[Problem details] Every line in the records below that holds "travel" must be identified and copied.

═════ Records supplied

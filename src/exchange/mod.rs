// exchange/mod.rs
pub mod binance;
pub mod coinbase;
pub mod errors;
pub mod traits;
pub mod utils;

pub use binance::BinanceExchange;
pub use coinbase::CoinbaseExchange;
pub use errors::ExchangeError;
pub use traits::TickerSource;
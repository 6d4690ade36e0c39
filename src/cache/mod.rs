// =================================================================
// cache/mod.rs - Advisory key/value cache with TTL
// =================================================================

use async_trait::async_trait;
use serde::{de::DeserializeOwned, Serialize};
use std::sync::Arc;
use std::time::Duration;
use thiserror::Error;
use tracing::{debug, warn};

pub mod memory;
pub mod redis_cache;

#[cfg(test)]
pub(crate) mod fake_redis;

pub use memory::MemoryCache;
pub use redis_cache::RedisCache;

#[derive(Error, Debug)]
pub enum CacheError {
    #[error("Redis error: {0}")]
    Redis(#[from] redis::RedisError),

    #[error("Serialization error: {0}")]
    Serialization(#[from] serde_json::Error),

    #[error("Cache call timed out after {0:?}")]
    Timeout(Duration),
}

/// Storage behind a [`CacheStore`]. Values travel as JSON text.
#[async_trait]
pub trait CacheBackend: Send + Sync {
    async fn get(&self, key: &str) -> Result<Option<String>, CacheError>;

    /// Overwrites `key`, expiring it `ttl` from now.
    async fn set(&self, key: &str, value: String, ttl: Duration) -> Result<(), CacheError>;

    fn name(&self) -> &'static str;
}

/// Typed front of the cache.
///
/// Callers treat it as advisory: without a backend, or when the backend
/// fails, every read is a miss and every write is dropped.
#[derive(Clone, Default)]
pub struct CacheStore {
    backend: Option<Arc<dyn CacheBackend>>,
}

impl CacheStore {
    pub fn new(backend: Arc<dyn CacheBackend>) -> Self {
        Self {
            backend: Some(backend),
        }
    }

    pub fn disabled() -> Self {
        Self { backend: None }
    }

    pub fn is_enabled(&self) -> bool {
        self.backend.is_some()
    }

    pub fn backend_name(&self) -> &'static str {
        self.backend.as_ref().map_or("none", |b| b.name())
    }

    pub async fn get<T: DeserializeOwned>(&self, key: &str) -> Option<T> {
        let backend = self.backend.as_ref()?;

        let raw = match backend.get(key).await {
            Ok(Some(raw)) => raw,
            Ok(None) => return None,
            Err(e) => {
                warn!("Cache read for '{}' failed, treating as miss: {}", key, e);
                return None;
            }
        };

        match serde_json::from_str(&raw) {
            Ok(value) => Some(value),
            Err(e) => {
                warn!("Cached value for '{}' is not valid JSON, ignoring: {}", key, e);
                None
            }
        }
    }

    pub async fn set<T: Serialize>(&self, key: &str, value: &T, ttl: Duration) {
        let Some(backend) = self.backend.as_ref() else {
            return;
        };

        let raw = match serde_json::to_string(value) {
            Ok(raw) => raw,
            Err(e) => {
                warn!("Failed to serialize value for '{}': {}", key, e);
                return;
            }
        };

        match backend.set(key, raw, ttl).await {
            Ok(()) => debug!("Cached '{}' for {:?}", key, ttl),
            Err(e) => warn!("Cache write for '{}' failed: {}", key, e),
        }
    }
}
//! Station identity types.

use std::fmt;

use serde::{Deserialize, Serialize};

/// Opaque identifier of a station in the external station registry.
///
/// The core never interprets the number; it only compares and hashes it.
#[derive(Clone, Copy, PartialEq, Eq, Hash, PartialOrd, Ord, Serialize, Deserialize)]
#[serde(transparent)]
pub struct StationId(pub u64);

impl fmt::Debug for StationId {
    fn fmt(&self, f: &mut fmt::Formatter<'_>) -> fmt::Result {
        write!(f, "StationId({})", self.0)
    }
}

impl fmt::Display for StationId {
    fn fmt(&self, f: &mut fmt::Formatter<'_>) -> fmt::Result {
        write!(f, "{}", self.0)
    }
}

impl From<u64> for StationId {
    fn from(id: u64) -> Self {
        Self(id)
    }
}

/// A station: identity plus display name.
///
/// Stations are owned by the registry and immutable once created.
///
/// # Examples
///
/// ```
/// use subway_server::domain::{Station, StationId};
///
/// let gangnam = Station::new(StationId(1), "강남역");
/// assert_eq!(gangnam.id, StationId(1));
/// assert_eq!(gangnam.to_string(), "강남역 (1)");
/// ```
#[derive(Debug, Clone, PartialEq, Eq, Serialize, Deserialize)]
pub struct Station {
    pub id: StationId,
    pub name: String,
}

impl Station {
    /// Create a station.
    pub fn new(id: StationId, name: impl Into<String>) -> Self {
        Self {
            id,
            name: name.into(),
        }
    }
}

impl fmt::Display for Station {
    fn fmt(&self, f: &mut fmt::Formatter<'_>) -> fmt::Result {
        write!(f, "{} ({})", self.name, self.id)
    }
}
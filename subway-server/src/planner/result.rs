//! Resolved routes.

use std::collections::BTreeSet;

use crate::domain::{LineId, StationId};
use crate::graph::{RoutingGraph, SectionEdge};

/// A route found by the planner: stations in travel order plus the edge
/// ridden between each consecutive pair.
///
/// # Invariants
///
/// - At least two stations, none repeated
/// - `edges.len() == stations.len() - 1`
#[derive(Debug, Clone, PartialEq, Eq)]
pub struct PathResult {
    stations: Vec<StationId>,
    edges: Vec<SectionEdge>,
}

impl PathResult {
    /// Resolve a station sequence against the graph.
    ///
    /// Returns `None` if the sequence is shorter than two stations, repeats a
    /// station, or steps between stations that share no section.
    pub fn resolve(graph: &RoutingGraph, stations: Vec<StationId>) -> Option<Self> {
        if !is_simple(&stations) {
            return None;
        }

        let edges = stations
            .windows(2)
            .map(|hop| graph.best_edge(hop[0], hop[1]))
            .collect::<Option<Vec<_>>>()?;

        Some(Self { stations, edges })
    }

    /// Resolve a station sequence where each hop names the line it rides.
    ///
    /// `lines[i]` is the line between `stations[i]` and `stations[i + 1]`.
    /// Returns `None` under the same conditions as [`PathResult::resolve`],
    /// or if a hop's line has no section between its two stations.
    pub fn resolve_on_lines(
        graph: &RoutingGraph,
        stations: Vec<StationId>,
        lines: &[LineId],
    ) -> Option<Self> {
        if !is_simple(&stations) || lines.len() + 1 != stations.len() {
            return None;
        }

        let edges = stations
            .windows(2)
            .zip(lines)
            .map(|(hop, &line)| graph.edge_on_line(hop[0], hop[1], line))
            .collect::<Option<Vec<_>>>()?;

        Some(Self { stations, edges })
    }

    /// Stations in travel order.
    pub fn stations(&self) -> &[StationId] {
        &self.stations
    }

    /// Edges in travel order.
    pub fn edges(&self) -> &[SectionEdge] {
        &self.edges
    }

    pub fn source(&self) -> StationId {
        self.stations[0]
    }

    pub fn target(&self) -> StationId {
        self.stations[self.stations.len() - 1]
    }

    /// Total distance over all edges.
    pub fn distance(&self) -> u32 {
        self.edges.iter().map(|e| e.distance).sum()
    }

    /// Total riding time over all edges.
    pub fn duration(&self) -> u32 {
        self.edges.iter().map(|e| e.duration).sum()
    }

    /// Distinct lines ridden.
    pub fn lines(&self) -> BTreeSet<LineId> {
        self.edges.iter().map(|e| e.line).collect()
    }
}

/// At least two stations, none repeated.
fn is_simple(stations: &[StationId]) -> bool {
    let distinct: BTreeSet<_> = stations.iter().collect();
    stations.len() >= 2 && distinct.len() == stations.len()
}
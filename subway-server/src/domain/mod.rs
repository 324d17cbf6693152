//! Domain types for the subway route planner.
//!
//! These types describe the network as the external registry hands it over:
//! stations, lines made of sections, and optional line timetables. They are
//! plain values, built fresh for every request.

mod line;
mod path_type;
mod station;
mod time;

pub use line::{Line, LineId, Section, Timetable};
pub use path_type::{InvalidPathType, PathType};
pub use station::{Station, StationId};
pub use time::{TimeError, parse_departure, parse_hhmm};
//! Source of station and line data.
//!
//! Route queries read the whole network once per request through
//! [`NetworkProvider`]. The server uses [`StaticNetwork`], loaded from a
//! JSON file at startup.

mod error;
mod static_network;

pub use error::NetworkError;
pub use static_network::StaticNetwork;

use crate::domain::{Line, Station, StationId};

/// Trait for reading network data.
///
/// This abstraction allows for testing with fixed networks and for
/// backing the planner with another store.
pub trait NetworkProvider {
    /// Every line with its sections.
    fn lines(&self) -> Result<Vec<Line>, NetworkError>;

    /// Look up a station by id.
    fn station(&self, id: StationId) -> Result<Option<Station>, NetworkError>;
}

══════════

[Expected answer]
/// Storage behind a [`CacheStore`]. Values travel as JSON text.
/// A route found by the planner: stations in travel order plus the edge
    /// Stations in travel order.
    /// Edges in travel order.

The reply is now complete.